Throughout this blog I’ve been using the term skilled trade worker as if it is common knowledge. In thinking it over, however, I’m not so sure everyone understands how important is that word “skilled.”
The reason so many people shy away from trade work and look down on it is because they associate the trades with grunt work filled with dirt and grime and heavy lifting without much need to use one’s mind.
People who think like that need a smack across the noggin! They are the ones lacking in intellect.
Sure, there are some jobs in construction and manufacturing that don’t require a lot of ability or training. Some low-skilled laborers do nothing but haul materials around or demolish structures and they are paid accordingly, barely above minimum wage. But the skilled trades demand much more and lead to much more rewarding careers.
This blog concerns itself mainly with the plumbing, HVAC and electrical trades. That’s because they are among the most important and intellectually demanding. These are trades that cross boundaries into service and maintenance as well as new construction work. The service trades are as much about using one’s brain to diagnose problems as they are about turning wrenches.
Few people realize that it takes as long to train a plumber, electrician or HVAC technician as it does to get a college education. Most certified apprenticeship programs span three to five years. While some training programs are shorter, it generally takes years of on-the-job (OJT) training to get a trade worker really up to speed in his or her craft.
The skilled trades require both practical and theoretical knowledge. It’s not enough for a plumber to know how to put pipes together. He or she must understand fluid mechanics to determine what size pipe to use, how to route it and what materials to use for different applications. Electricians must understand the intricacies of electrical circuitry. HVAC technicians must be intimately acquainted with thermodynamics. All of the skilled trades require better than average math comprehension and exceptional mechanical aptitude.

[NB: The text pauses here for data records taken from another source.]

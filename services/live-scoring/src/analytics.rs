//! Analytics projector
//!
//! Derives chart data from the delivery stream:
//! - Manhattan/worm: one point per completed over
//! - Wagon wheel: shot placement per delivery with a wagon coordinate
//! - Pitch map: landing point per delivery with a pitch coordinate

use cricket_types::delivery::{Delivery, WicketType};
use cricket_types::ids::PlayerId;
use cricket_types::numeric::{round_rate, runs_per_over, BallCount};
use rust_decimal::Decimal;
use serde::{Deserialize, Serialize};

use crate::state_machine::{LiveRates, Transition};

/// One bar of the manhattan chart and one step of the worm.
#[derive(Debug, Clone, PartialEq, Eq, Serialize, Deserialize)]
pub struct OverPoint {
    pub over_number: u32,
    pub runs: u32,
    pub wickets: u32,
    pub cumulative_runs: u32,
    pub cumulative_wickets: u32,
    pub over_run_rate: Decimal,
    pub cumulative_run_rate: Decimal,
}

#[derive(Debug, Clone, Copy, PartialEq, Eq, Hash, Serialize, Deserialize)]
#[serde(rename_all = "SCREAMING_SNAKE_CASE")]
pub enum ShotClass {
    Dot,
    Single,
    Multiple,
    Four,
    Six,
}

#[derive(Debug, Clone, PartialEq, Eq, Serialize, Deserialize)]
pub struct ShotPoint {
    pub sequence: u64,
    pub batter: PlayerId,
    pub x: Decimal,
    pub y: Decimal,
    pub runs: u32,
    pub shot: ShotClass,
}

#[derive(Debug, Clone, PartialEq, Eq, Serialize, Deserialize)]
pub struct PitchPoint {
    pub sequence: u64,
    pub bowler: PlayerId,
    pub x: Decimal,
    pub y: Decimal,
    pub runs_conceded: u32,
    pub wicket: Option<WicketType>,
}

#[derive(Debug, Clone, Default, PartialEq, Eq, Serialize, Deserialize)]
struct OverTally {
    runs: u32,
    wickets: u32,
}

/// Analytics accumulator
#[derive(Debug, Clone, Default, PartialEq, Eq, Serialize, Deserialize)]
pub struct Analytics {
    overs: Vec<OverPoint>,
    current: OverTally,
    cumulative_runs: u32,
    cumulative_wickets: u32,
    balls: BallCount,
    wagon: Vec<ShotPoint>,
    pitch: Vec<PitchPoint>,
}

impl Analytics {
    pub fn new() -> Self {
        Self::default()
    }

    pub fn apply(&mut self, delivery: &Delivery, transition: &Transition) {
        let outcome = &delivery.outcome;
        let total = outcome.total_runs();
        let wicket = u32::from(outcome.is_wicket());

        self.current.runs += total;
        self.current.wickets += wicket;
        self.cumulative_runs += total;
        self.cumulative_wickets += wicket;
        if outcome.is_legal() {
            self.balls.increment();
        }

        if transition.over_completed {
            let tally = std::mem::take(&mut self.current);
            self.overs.push(OverPoint {
                over_number: delivery.over_number,
                runs: tally.runs,
                wickets: tally.wickets,
                cumulative_runs: self.cumulative_runs,
                cumulative_wickets: self.cumulative_wickets,
                over_run_rate: round_rate(Decimal::from(tally.runs)),
                cumulative_run_rate: runs_per_over(self.cumulative_runs, self.balls),
            });
        }

        if let Some(point) = delivery.wagon {
            let shot = if outcome.six_off_bat() {
                ShotClass::Six
            } else if outcome.four_off_bat() {
                ShotClass::Four
            } else {
                match outcome.runs_batter {
                    0 => ShotClass::Dot,
                    1 => ShotClass::Single,
                    _ => ShotClass::Multiple,
                }
            };
            self.wagon.push(ShotPoint {
                sequence: delivery.sequence,
                batter: delivery.striker.clone(),
                x: point.x,
                y: point.y,
                runs: u32::from(outcome.runs_batter),
                shot,
            });
        }

        if let Some(point) = delivery.pitch {
            self.pitch.push(PitchPoint {
                sequence: delivery.sequence,
                bowler: delivery.bowler.clone(),
                x: point.x,
                y: point.y,
                runs_conceded: outcome.bowler_conceded(),
                wicket: outcome.dismissal.as_ref().map(|d| d.kind),
            });
        }
    }

    /// Completed overs only.
    pub fn manhattan(&self) -> &[OverPoint] {
        &self.overs
    }

    pub fn wagon_wheel(&self, batter: Option<&PlayerId>) -> Vec<ShotPoint> {
        self.wagon
            .iter()
            .filter(|s| batter.map_or(true, |b| &s.batter == b))
            .cloned()
            .collect()
    }

    pub fn pitch_map(&self, bowler: Option<&PlayerId>) -> Vec<PitchPoint> {
        self.pitch
            .iter()
            .filter(|s| bowler.map_or(true, |b| &s.bowler == b))
            .cloned()
            .collect()
    }
}

/// Analytics as served to readers.
#[derive(Debug, Clone, PartialEq, Eq, Serialize, Deserialize)]
pub struct AnalyticsView {
    pub rates: LiveRates,
    pub manhattan: Vec<OverPoint>,
    pub wagon_wheel: Vec<ShotPoint>,
    pub pitch_map: Vec<PitchPoint>,
}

Shame on everyone in our modern culture who has lost sight of the irreplaceable contributions made by skilled trade workers to our daily lives. It wasn’t always this way. I grew up at a time when only 20-25% of Americans went to college. The best of the rest often ended up pursuing a skilled trade and they were just as respected by society at-large as college graduates. Now, more than 60% of Americans have attended college and around 40% of them end up with increasingly useless degrees. School counselors keep encouraging high school students to prepare for college when many of them are more inclined by aptitude and ambition for the skilled trades.
People have lost sight of the fact that when your toilet isn’t working or your furnace breaks down in the middle of winter, a skilled trade worker plays a much more valuable role in our society than a philosophy professor.